Jean-Baptiste Belley (1747-1805), représentant de Saint Domingue en 1797, membre de la Convention et député aux Cinq-Cents. C'est la première représentation d'un homme noir dans la position d'un législateur occidental qui s'appuie sur le piédestal du buste en marbre de l'abbé Guillaume Thomas François Raynal, sculpté par Espercieux.
Musée national du château de Versailles et de Trianon.
À deux ans, il avait traversé l'Atlantique dans la cale d'un négrier. À cinquante, il habitait rue des Mathurins.
Le 16 messidor an IV — 4 juillet 1796 — les registres parisiens mentionnent l'adresse d'un député au Conseil des Cinq-Cents : rue Neuve des Mathurins, Paris. Le député s'appelle Jean-Baptiste Mars Belley. C'est le premier homme noir à siéger dans une assemblée française.
Il est né vers 1746 sur l'île de Gorée, au Sénégal. Vendu à l'âge de deux ans à un négrier faisant voile vers Saint-Domingue, il grandit dans la colonie. Il rachète sa liberté — peut-être par son métier de perruquier au Cap-Français, les sources ne s'accordent pas. En 1777, il sert dans le corps des nègres libres lors de la guerre d'indépendance américaine et reçoit le surnom de « Mars » à Savannah. À la Révolution, il est capitaine d'infanterie aux colonies.
En septembre 1793, Saint-Domingue l'élit à la Convention, aux côtés de Mills et Dufay. Il arrive à Paris le 3 février 1794. Le lendemain, le 4 février, la Convention vote l'abolition de l'esclavage dans tous les territoires français. Ce n'est pas une coïncidence — c'est une séquence. La révolte avait commencé à Saint-Domingue en août 1791 ; le commissaire civil Sonthonax avait proclamé la liberté des esclaves en août 1793 pour les rallier contre les colons et les Anglais.

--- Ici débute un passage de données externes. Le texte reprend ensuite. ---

//! Snapshot views: the immutable, fully-consistent state broadcast per realm
//! at the end of each tick, plus the initialisation payload sent on connect.

use serde::{Deserialize, Serialize};

use crate::components::{MobId, ProjectileId, ProjectileOwner, SpawnerId};
use crate::enums::{DroneType, MobState, SpawnerKind};
use crate::gear::Gear;
use crate::realms::{Portal, RealmConfig};
use crate::types::{Position, SimTime, Velocity};

/// Everything visible in one realm after a tick.
#[derive(Debug, Clone, Default, Serialize, Deserialize)]
pub struct RealmSnapshot {
    pub time: SimTime,
    pub realm: String,
    pub players: Vec<PlayerView>,
    pub projectiles: Vec<ProjectileView>,
    pub mobs: Vec<MobView>,
    pub spawners: Vec<SpawnerView>,
    pub portals: Vec<Portal>,
}

#[derive(Debug, Clone, Serialize, Deserialize)]
pub struct PlayerView {
    pub username: String,
    pub position: Position,
    pub velocity: Velocity,
    pub angle: f64,
    pub health: f64,
    pub max_health: f64,
    pub energy: f64,
    pub max_energy: f64,
    pub active_hotbar: usize,
    pub gear: Gear,
}

#[derive(Debug, Clone, Serialize, Deserialize)]
pub struct ProjectileView {
    pub id: ProjectileId,
    pub owner: ProjectileOwner,
    pub position: Position,
    pub velocity: Velocity,
}

#[derive(Debug, Clone, Serialize, Deserialize)]
pub struct MobView {
    pub id: MobId,
    pub drone_type: DroneType,
    pub position: Position,
    pub velocity: Velocity,
    pub health: f64,
    pub max_health: f64,
    pub state: MobState,
    pub target: Option<String>,
    pub spawner: Option<SpawnerId>,
}

/// Spawner configuration as shown to clients.
#[derive(Debug, Clone, Serialize, Deserialize)]
pub struct SpawnerConfigView {
    pub kind: SpawnerKind,
    pub name: String,
    pub quota: Vec<(DroneType, u32)>,
    pub spawn_radius: f64,
    pub transfer_range: f64,
}

#[derive(Debug, Clone, Serialize, Deserialize)]
pub struct SpawnerView {
    pub id: SpawnerId,
    pub position: Position,
    pub config: SpawnerConfigView,
    pub drone_count: u32,
}

/// Movement constants the client mirrors for prediction.
#[derive(Debug, Clone, Copy, Serialize, Deserialize)]
pub struct PhysicsConstants {
    pub max_speed: f64,
    pub velocity_lerp: f64,
    pub friction: f64,
    pub tick_rate: u32,
}

/// Sent once when a session is accepted.
#[derive(Debug, Clone, Serialize, Deserialize)]
pub struct InitPayload {
    pub username: String,
    pub realm: String,
    pub position: Position,
    pub physics: PhysicsConstants,
    pub realm_size: (f64, f64),
    pub gear: Gear,
    pub realm_config: RealmConfig,
}
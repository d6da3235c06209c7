//! Analyst recommendation rows.

use chrono::NaiveDateTime;
use serde::{Deserialize, Serialize};

/// A single analyst action as recorded by the data provider.
///
/// Timestamps are not unique: several firms (or one firm several times) can
/// act on the same day.
#[derive(Debug, Clone, PartialEq, Eq, Serialize, Deserialize)]
pub struct RecommendationRecord {
    pub timestamp: NaiveDateTime,
    pub firm: String,
    pub action: String,
}

impl RecommendationRecord {
    pub fn new(
        timestamp: NaiveDateTime,
        firm: impl Into<String>,
        action: impl Into<String>,
    ) -> Self {
        Self {
            timestamp,
            firm: firm.into(),
            action: action.into(),
        }
    }

    /// Calendar date of the action as `YYYY-MM-DD`, time of day discarded.
    pub fn event_date(&self) -> String {
        self.timestamp.date().format("%Y-%m-%d").to_string()
    }
}
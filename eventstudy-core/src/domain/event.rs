//! Analyst rating-change events.

use serde::{Deserialize, Serialize};
use std::fmt;

/// Canonical event type. The set is closed: every surviving recommendation
/// maps to exactly one of these or classification fails.
#[derive(Debug, Clone, Copy, PartialEq, Eq, Hash, PartialOrd, Ord, Serialize, Deserialize)]
#[serde(rename_all = "lowercase")]
pub enum EventType {
    Upgrade,
    Downgrade,
}

impl EventType {
    /// Substring tokens that qualify an action label as a rating change.
    pub const UP_TOKEN: &'static str = "up";
    pub const DOWN_TOKEN: &'static str = "down";

    /// True if the action label names a rating change at all.
    ///
    /// Plain substring containment, case-sensitive: a label such as
    /// "backup" qualifies as "up".
    pub fn is_rating_change(action: &str) -> bool {
        action.contains(Self::UP_TOKEN) || action.contains(Self::DOWN_TOKEN)
    }

    /// Classify an action label. `None` if it carries neither token.
    ///
    /// "down" takes precedence when both tokens are present.
    pub fn from_action(action: &str) -> Option<Self> {
        match (action.contains(Self::DOWN_TOKEN), action.contains(Self::UP_TOKEN)) {
            (true, _) => Some(Self::Downgrade),
            (false, true) => Some(Self::Upgrade),
            (false, false) => None,
        }
    }

    pub const fn as_str(self) -> &'static str {
        match self {
            Self::Upgrade => "upgrade",
            Self::Downgrade => "downgrade",
        }
    }
}

impl fmt::Display for EventType {
    fn fmt(&self, f: &mut fmt::Formatter<'_>) -> fmt::Result {
        f.write_str(self.as_str())
    }
}

/// One row of the events table.
#[derive(Debug, Clone, PartialEq, Eq, Serialize, Deserialize)]
pub struct EventRecord {
    /// Dense 1-based row identifier.
    pub event_id: usize,
    /// `YYYY-MM-DD`
    pub event_date: String,
    /// Uppercased firm name.
    pub firm: String,
    pub event_type: EventType,
}
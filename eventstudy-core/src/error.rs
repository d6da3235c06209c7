//! Pipeline error taxonomy.
//!
//! Every failure is fatal for the ticker being processed and propagates to the
//! direct caller. Nothing here is retried.

use std::path::PathBuf;
use thiserror::Error;

/// Which input table an error refers to.
#[derive(Debug, Clone, Copy, PartialEq, Eq)]
pub enum Artifact {
    Prices,
    Recommendations,
    Factors,
}

impl std::fmt::Display for Artifact {
    fn fmt(&self, f: &mut std::fmt::Formatter<'_>) -> std::fmt::Result {
        let name = match self {
            Self::Prices => "price table",
            Self::Recommendations => "recommendation table",
            Self::Factors => "factor table",
        };
        f.write_str(name)
    }
}

#[derive(Debug, Error)]
pub enum PipelineError {
    #[error("missing {artifact}: {path} ({reason})")]
    MissingArtifact {
        artifact: Artifact,
        path: PathBuf,
        reason: String,
    },

    #[error("malformed {artifact}: {reason}")]
    MalformedInput { artifact: Artifact, reason: String },

    #[error("unknown value for column `action`: {action:?}")]
    UnknownActionLabel { action: String },
}

impl PipelineError {
    pub(crate) fn malformed(artifact: Artifact, reason: impl Into<String>) -> Self {
        Self::MalformedInput {
            artifact,
            reason: reason.into(),
        }
    }
}
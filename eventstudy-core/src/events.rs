//! EventExtractor: analyst recommendations to a deduplicated table of
//! upgrade/downgrade events.
//!
//! Pipeline per ticker:
//! 1. uppercase firm names, derive `event_date` from the timestamp
//! 2. stable sort by full timestamp
//! 3. keep the last record per `(event_date, firm)`
//! 4. drop actions containing neither "up" nor "down"
//! 5. classify into [`EventType`] and number rows from 1

use crate::config::PathResolver;
use crate::data::ingest::{read_table, recommendations_from_frame};
use crate::data::schema::TableSchema;
use crate::domain::{EventRecord, EventType, RecommendationRecord};
use crate::error::PipelineError;
use polars::prelude::DataFrame;
use std::collections::BTreeMap;

/// The surviving record of one `(event_date, firm)` group.
#[derive(Debug, Clone, PartialEq, Eq)]
pub struct FirmDayAction {
    pub event_date: String,
    pub firm: String,
    pub action: String,
}

/// Events table keyed by a dense 1-based `event_id`.
#[derive(Debug, Clone, Default, PartialEq, Eq)]
pub struct EventTable {
    rows: Vec<EventRecord>,
}

impl EventTable {
    pub fn rows(&self) -> &[EventRecord] {
        &self.rows
    }

    pub fn len(&self) -> usize {
        self.rows.len()
    }

    pub fn is_empty(&self) -> bool {
        self.rows.is_empty()
    }

    pub fn count(&self, event_type: EventType) -> usize {
        self.rows.iter().filter(|r| r.event_type == event_type).count()
    }
}

/// Collapse same-day recommendations from the same firm to the latest one.
///
/// Firms are compared case-insensitively (uppercased). Records are stably
/// sorted by their full timestamp before folding, so among equal timestamps
/// the one later in input order wins. Output is in `(event_date, firm)` order.
pub fn latest_per_firm_day(records: &[RecommendationRecord]) -> Vec<FirmDayAction> {
    let mut sorted: Vec<&RecommendationRecord> = records.iter().collect();
    sorted.sort_by_key(|r| r.timestamp);

    let mut latest: BTreeMap<(String, String), &str> = BTreeMap::new();
    for rec in sorted {
        latest.insert((rec.event_date(), rec.firm.to_uppercase()), rec.action.as_str());
    }

    latest
        .into_iter()
        .map(|((event_date, firm), action)| FirmDayAction {
            event_date,
            firm,
            action: action.to_string(),
        })
        .collect()
}

/// Classify an action that already passed the rating-change filter.
pub fn classify(action: &str) -> Result<EventType, PipelineError> {
    EventType::from_action(action).ok_or_else(|| PipelineError::UnknownActionLabel {
        action: action.to_string(),
    })
}

/// Filter, classify and number deduplicated rows.
pub fn to_events(rows: Vec<FirmDayAction>) -> Result<EventTable, PipelineError> {
    let mut events = Vec::new();
    for row in rows {
        if !EventType::is_rating_change(&row.action) {
            continue;
        }
        let event_type = classify(&row.action)?;
        events.push(EventRecord {
            event_id: events.len() + 1,
            event_date: row.event_date,
            firm: row.firm,
            event_type,
        });
    }
    Ok(EventTable { rows: events })
}

/// Builds a ticker's events table from its recommendation artifact.
pub struct EventExtractor<'a> {
    resolver: &'a dyn PathResolver,
}

impl<'a> EventExtractor<'a> {
    pub fn new(resolver: &'a dyn PathResolver) -> Self {
        Self { resolver }
    }

    pub fn build_events(&self, ticker: &str) -> Result<EventTable, PipelineError> {
        let rec_csv = self.resolver.artifacts(ticker).rec_csv;
        let recs = read_table(&rec_csv, &TableSchema::RECOMMENDATIONS)?;

        let table = Self::from_frame(&recs)?;
        tracing::info!(
            ticker,
            recommendations = recs.height(),
            events = table.len(),
            upgrades = table.count(EventType::Upgrade),
            downgrades = table.count(EventType::Downgrade),
            "events table built"
        );
        Ok(table)
    }

    /// Same as `build_events` but over an already-normalized frame.
    pub fn from_frame(recs: &DataFrame) -> Result<EventTable, PipelineError> {
        let records = recommendations_from_frame(recs)?;
        Self::from_records(&records)
    }

    pub fn from_records(records: &[RecommendationRecord]) -> Result<EventTable, PipelineError> {
        let deduped = latest_per_firm_day(records);
        tracing::debug!(
            records = records.len(),
            groups = deduped.len(),
            "collapsed recommendations per firm and day"
        );
        to_events(deduped)
    }
}
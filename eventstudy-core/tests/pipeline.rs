//! End-to-end tests over CSV artifacts on disk.
//!
//! A mock provider feeds the retriever, the builders read the files it wrote
//! back through the same path resolver, and the batch driver writes outputs.

use chrono::{NaiveDate, NaiveDateTime};
use eventstudy_core::data::{
    MarketDataProvider, ProviderError, RawBar, RawRecommendation, Retriever,
};
use eventstudy_core::domain::EventType;
use eventstudy_core::export::{events_csv, returns_csv};
use eventstudy_core::{
    run_batch, Artifact, EventExtractor, PathResolver, PipelineError, ReturnBuilder, Stages,
    StudyConfig, TickerError,
};
use std::path::Path;

fn date(s: &str) -> NaiveDate {
    NaiveDate::parse_from_str(s, "%Y-%m-%d").unwrap()
}

fn ts(s: &str) -> NaiveDateTime {
    NaiveDateTime::parse_from_str(s, "%Y-%m-%d %H:%M:%S").unwrap()
}

fn study(dir: &Path) -> StudyConfig {
    StudyConfig {
        data_dir: dir.join("data"),
        output_dir: dir.join("out"),
        start: date("2024-01-01"),
        end: date("2024-01-31"),
        factors_csv: "ff_daily.csv".into(),
        tickers: vec!["TSLA".into()],
    }
}

fn write(path: &Path, content: &str) {
    std::fs::create_dir_all(path.parent().unwrap()).unwrap();
    std::fs::write(path, content).unwrap();
}

fn write_factors(config: &StudyConfig) {
    write(
        &config.factors_csv(),
        "Date,mkt,smb,hml,rf\n\
         2024-01-03,0.5,0.1,0.0,0.02\n\
         2024-01-04,-0.25,0.0,0.1,0.02\n\
         2024-01-05,0.125,0.0,0.0,0.02\n",
    );
}

struct MockProvider {
    fail_recommendations: bool,
}

impl MarketDataProvider for MockProvider {
    fn name(&self) -> &str {
        "mock"
    }

    fn fetch_prices(
        &self,
        ticker: &str,
        _start: NaiveDate,
        _end: NaiveDate,
    ) -> Result<Vec<RawBar>, ProviderError> {
        if ticker == "MISSING" {
            return Err(ProviderError::SymbolNotFound {
                symbol: ticker.to_string(),
            });
        }
        Ok([("2024-01-02", 100.0), ("2024-01-03", 110.0), ("2024-01-04", 99.0)]
            .iter()
            .map(|(d, c)| RawBar {
                date: date(d),
                open: *c,
                high: *c,
                low: *c,
                close: *c,
                adj_close: *c,
                volume: 1_000,
            })
            .collect())
    }

    fn fetch_recommendations(
        &self,
        _ticker: &str,
        _start: NaiveDate,
        _end: NaiveDate,
    ) -> Result<Vec<RawRecommendation>, ProviderError> {
        if self.fail_recommendations {
            return Err(ProviderError::AuthenticationRequired("crumb".into()));
        }
        let rec = |t: &str, firm: &str, action: &str| RawRecommendation {
            timestamp: ts(t),
            firm: firm.to_string(),
            to_grade: "Buy".to_string(),
            from_grade: String::new(),
            action: action.to_string(),
        };
        Ok(vec![
            rec("2024-01-03 09:00:00", "ABC", "initiate"),
            rec("2024-01-03 10:00:00", "abc", "down"),
            rec("2024-01-03 14:00:00", "AbC", "up"),
            rec("2024-01-04 11:00:00", "Wedbush", "down"),
            rec("2024-01-05 08:00:00", "UBS", "main"),
        ])
    }
}

#[test]
fn retrieved_artifacts_feed_both_builders() {
    let dir = tempfile::tempdir().unwrap();
    let config = study(dir.path());
    write_factors(&config);

    let provider = MockProvider {
        fail_recommendations: false,
    };
    let report = Retriever::new(&provider, &config, config.start, config.end)
        .retrieve("TSLA")
        .unwrap();
    assert_eq!(report.bar_count, 3);
    assert_eq!(report.recommendation_count, Some(5));

    let prc = std::fs::read_to_string(config.artifacts("TSLA").prc_csv).unwrap();
    assert!(prc.starts_with("Date,Open,High,Low,Close,Adj Close,Volume\n"));

    let returns = ReturnBuilder::new(&config).build_returns("TSLA").unwrap();
    assert_eq!(returns.dates(), vec![date("2024-01-03"), date("2024-01-04")]);
    assert!((returns.rows()[0].ret - 0.10).abs() < 1e-12);
    assert!((returns.rows()[1].ret + 0.10).abs() < 1e-12);
    assert_eq!(returns.rows()[1].mkt, -0.25);

    let events = EventExtractor::new(&config).build_events("TSLA").unwrap();
    let rows: Vec<(usize, &str, &str, EventType)> = events
        .rows()
        .iter()
        .map(|e| (e.event_id, e.event_date.as_str(), e.firm.as_str(), e.event_type))
        .collect();
    assert_eq!(
        rows,
        vec![
            (1, "2024-01-03", "ABC", EventType::Upgrade),
            (2, "2024-01-04", "WEDBUSH", EventType::Downgrade),
        ]
    );
}

#[test]
fn builders_are_byte_identical_across_runs() {
    let dir = tempfile::tempdir().unwrap();
    let config = study(dir.path());
    write_factors(&config);
    let provider = MockProvider {
        fail_recommendations: false,
    };
    Retriever::new(&provider, &config, config.start, config.end)
        .retrieve("TSLA")
        .unwrap();

    let builder = ReturnBuilder::new(&config);
    let a = returns_csv(&builder.build_returns("TSLA").unwrap()).unwrap();
    let b = returns_csv(&builder.build_returns("TSLA").unwrap()).unwrap();
    assert_eq!(a, b);

    let extractor = EventExtractor::new(&config);
    let a = events_csv(&extractor.build_events("TSLA").unwrap()).unwrap();
    let b = events_csv(&extractor.build_events("TSLA").unwrap()).unwrap();
    assert_eq!(a, b);
}

#[test]
fn missing_factor_file_is_missing_artifact() {
    let dir = tempfile::tempdir().unwrap();
    let config = study(dir.path());
    write(
        &config.artifacts("TSLA").prc_csv,
        "Date,Close\n2024-01-02,100\n2024-01-03,101\n",
    );

    match ReturnBuilder::new(&config).build_returns("TSLA") {
        Err(PipelineError::MissingArtifact { artifact, path, .. }) => {
            assert_eq!(artifact, Artifact::Factors);
            assert_eq!(path, config.factors_csv());
        }
        other => panic!("expected MissingArtifact, got {other:?}"),
    }
}

#[test]
fn price_file_without_close_is_malformed() {
    let dir = tempfile::tempdir().unwrap();
    let config = study(dir.path());
    write_factors(&config);
    write(
        &config.artifacts("TSLA").prc_csv,
        "Date,Open\n2024-01-02,100\n",
    );

    assert!(matches!(
        ReturnBuilder::new(&config).build_returns("TSLA"),
        Err(PipelineError::MalformedInput { artifact: Artifact::Prices, .. })
    ));
}

#[test]
fn recommendation_file_with_offsets_and_raw_headers() {
    let dir = tempfile::tempdir().unwrap();
    let config = study(dir.path());
    write(
        &config.artifacts("TSLA").rec_csv,
        "Date,Firm,To Grade,From Grade,Action\n\
         2024-01-03 14:00:00-05:00,Citigroup,Sell,Neutral,down\n\
         2024-01-03 09:00:00-05:00,Citigroup,Buy,Neutral,up\n\
         2024-01-04 09:00:00-05:00,Baird,Outperform,,init\n",
    );

    let events = EventExtractor::new(&config).build_events("TSLA").unwrap();
    assert_eq!(events.len(), 1);
    assert_eq!(events.rows()[0].firm, "CITIGROUP");
    assert_eq!(events.rows()[0].event_type, EventType::Downgrade);
}

#[test]
fn batch_writes_outputs_and_isolates_failures() {
    let dir = tempfile::tempdir().unwrap();
    let config = study(dir.path());
    write_factors(&config);
    let provider = MockProvider {
        fail_recommendations: false,
    };

    let stages = Stages {
        retrieve: true,
        returns: true,
        events: true,
    };
    let tickers = vec!["TSLA".to_string(), "MISSING".to_string()];
    let provider: &dyn MarketDataProvider = &provider;
    let summary = run_batch(&config, Some(provider), &tickers, stages, false);

    assert_eq!(summary.total, 2);
    assert_eq!(summary.succeeded.len(), 1);
    assert_eq!(summary.errors.len(), 1);
    assert_eq!(summary.errors[0].0, "MISSING");
    assert!(matches!(summary.errors[0].1, TickerError::Retrieve(_)));

    let ret = std::fs::read_to_string(config.returns_output("TSLA")).unwrap();
    assert_eq!(ret.lines().next(), Some("date,ret,mkt"));
    assert_eq!(ret.lines().count(), 3);

    let events = std::fs::read_to_string(config.events_output("TSLA")).unwrap();
    assert_eq!(
        events,
        "event_id,event_date,firm,event_type\n1,2024-01-03,ABC,upgrade\n2,2024-01-04,WEDBUSH,downgrade\n"
    );

    let run = &summary.succeeded[0];
    assert_eq!(run.events.as_ref().unwrap().upgrades, 1);
    assert!(config.summary_output("TSLA").exists());
}

#[test]
fn retrieval_can_tolerate_missing_recommendations() {
    let dir = tempfile::tempdir().unwrap();
    let config = study(dir.path());
    let provider = MockProvider {
        fail_recommendations: true,
    };

    let strict = Retriever::new(&provider, &config, config.start, config.end).retrieve("TSLA");
    assert!(matches!(strict, Err(ProviderError::AuthenticationRequired(_))));

    let report = Retriever::new(&provider, &config, config.start, config.end)
        .allow_missing_recommendations(true)
        .retrieve("TSLA")
        .unwrap();
    assert_eq!(report.recommendation_count, None);
    assert!(report.prc_csv.exists());
    assert!(!report.rec_csv.exists());

    // Without the recommendation artifact the extractor reports it missing.
    assert!(matches!(
        EventExtractor::new(&config).build_events("TSLA"),
        Err(PipelineError::MissingArtifact { artifact: Artifact::Recommendations, .. })
    ));
}

#[test]
fn batch_without_recommendations_skips_events() {
    let dir = tempfile::tempdir().unwrap();
    let config = study(dir.path());
    write_factors(&config);
    let provider = MockProvider {
        fail_recommendations: true,
    };
    let provider: &dyn MarketDataProvider = &provider;
    let stages = Stages {
        retrieve: true,
        returns: true,
        events: true,
    };

    let summary = run_batch(&config, Some(provider), &["TSLA".to_string()], stages, true);

    assert!(summary.all_succeeded(), "{:?}", summary.errors);
    let run = &summary.succeeded[0];
    assert_eq!(run.returns.as_ref().unwrap().rows, 2);
    assert!(run.events.is_none());
    assert!(config.returns_output("TSLA").exists());
    assert!(!config.events_output("TSLA").exists());
    assert!(config.summary_output("TSLA").exists());
}

#[test]
fn skipped_recommendations_never_reuse_older_files() {
    let dir = tempfile::tempdir().unwrap();
    let config = study(dir.path());
    write_factors(&config);
    let rec_csv = config.artifacts("TSLA").rec_csv;
    write(
        &rec_csv,
        "Date,Firm,To Grade,From Grade,Action\n2019-05-01 09:00:00,Old,Buy,,up\n",
    );
    write(
        &config.events_output("TSLA"),
        "event_id,event_date,firm,event_type\n1,2019-05-01,OLD,upgrade\n",
    );
    let provider = MockProvider {
        fail_recommendations: true,
    };
    let provider: &dyn MarketDataProvider = &provider;
    let stages = Stages {
        retrieve: true,
        returns: true,
        events: true,
    };

    let summary = run_batch(&config, Some(provider), &["TSLA".to_string()], stages, true);

    assert!(summary.all_succeeded(), "{:?}", summary.errors);
    assert!(summary.succeeded[0].events.is_none());
    assert!(!rec_csv.exists());
    assert!(!config.events_output("TSLA").exists());
}

#[test]
fn failing_ticker_writes_no_partial_output() {
    let dir = tempfile::tempdir().unwrap();
    let config = study(dir.path());
    write_factors(&config);
    write(
        &config.artifacts("TSLA").prc_csv,
        "Date,Close\n2024-01-02,100\n2024-01-03,101\n",
    );
    write(
        &config.artifacts("TSLA").rec_csv,
        "Date,Firm,Action\nnot a date,Citigroup,up\n",
    );

    let summary = run_batch(&config, None, &["TSLA".to_string()], Stages::default(), false);

    assert_eq!(summary.failed(), 1);
    assert!(matches!(
        summary.errors[0].1,
        TickerError::Pipeline(PipelineError::MalformedInput {
            artifact: Artifact::Recommendations,
            ..
        })
    ));
    assert!(!config.returns_output("TSLA").exists());
    assert!(!config.events_output("TSLA").exists());
    assert!(!config.summary_output("TSLA").exists());
}
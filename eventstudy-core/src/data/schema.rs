use crate::error::{Artifact, PipelineError};
use polars::prelude::*;
use std::collections::HashSet;

/// Normalize a raw column header to the canonical lowercase schema.
///
/// `"Close"` -> `"close"`, `"Adj Close"` -> `"adj_close"`, `"To Grade"` -> `"to_grade"`.
/// Runs of whitespace, `-`, `.` and `_` collapse to a single `_`; leading and
/// trailing separators are dropped.
pub fn standardise_column_name(raw: &str) -> String {
    let mut out = String::with_capacity(raw.len());
    let mut pending_sep = false;
    for ch in raw.trim().chars() {
        if ch.is_whitespace() || matches!(ch, '-' | '.' | '_') {
            pending_sep = !out.is_empty();
        } else {
            if pending_sep {
                out.push('_');
                pending_sep = false;
            }
            out.extend(ch.to_lowercase());
        }
    }
    out
}

/// Expected columns of one input table, after normalization.
#[derive(Debug, Clone, Copy)]
pub struct TableSchema {
    pub artifact: Artifact,
    /// Name of the key column (date or timestamp).
    pub key: &'static str,
    pub required: &'static [&'static str],
}

impl TableSchema {
    pub const PRICES: Self = Self {
        artifact: Artifact::Prices,
        key: "date",
        required: &["date", "close"],
    };

    pub const RECOMMENDATIONS: Self = Self {
        artifact: Artifact::Recommendations,
        key: "date",
        required: &["date", "firm", "action"],
    };

    pub const FACTORS: Self = Self {
        artifact: Artifact::Factors,
        key: "date",
        required: &["date", "mkt"],
    };

    /// Rename every column to its canonical name, then validate.
    pub fn normalize(&self, mut df: DataFrame) -> Result<DataFrame, PipelineError> {
        let names: Vec<String> = df
            .get_column_names()
            .iter()
            .map(|name| standardise_column_name(name.as_str()))
            .collect();

        let mut seen = HashSet::new();
        for name in &names {
            if !seen.insert(name.as_str()) {
                return Err(PipelineError::malformed(
                    self.artifact,
                    format!("two columns normalize to `{name}`"),
                ));
            }
        }

        df.set_column_names(names)
            .map_err(|e| PipelineError::malformed(self.artifact, e.to_string()))?;
        self.validate(&df)?;
        Ok(df)
    }

    /// Check every required column exists.
    pub fn validate(&self, df: &DataFrame) -> Result<(), PipelineError> {
        let actual = df.get_column_names();
        for column in self.required {
            if !actual.iter().any(|name| name.as_str() == *column) {
                return Err(PipelineError::malformed(
                    self.artifact,
                    format!("missing required column `{column}`"),
                ));
            }
        }
        Ok(())
    }
}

La Convention ne libère pas les esclaves : elle entérine ce qu'ils ont obtenu eux-mêmes par le fer et le feu.
Belley siège. D'abord à la Convention jusqu'en 1795, puis au Conseil des Cinq-Cents jusqu'en 1797. C'est pendant ces années, rue des Mathurins, que Girodet le peint : debout, appuyé sur un buste de l'abbé Raynal — le philosophe qui avait écrit en 1770 qu'il viendra « ce grand homme que la nature doit peut-être à l'honneur de l'espèce humaine » pour venger les opprimés. Belley, dans le tableau, est cette réponse.
En 1797, il retourne à Saint-Domingue comme commandant de gendarmerie. Quand Bonaparte envoie l'expédition Leclerc en 1802 pour rétablir l'esclavage, Belley est suspendu, arrêté, déporté à Belle-Île-en-Mer.
Il y mourra le 6 août 1805. Sa succession totale s'élève à 1 697,50 francs. Haïti avait proclamé son indépendance un an et demi plus tôt, le 1er janvier 1804. Il n'avait pas pu y être.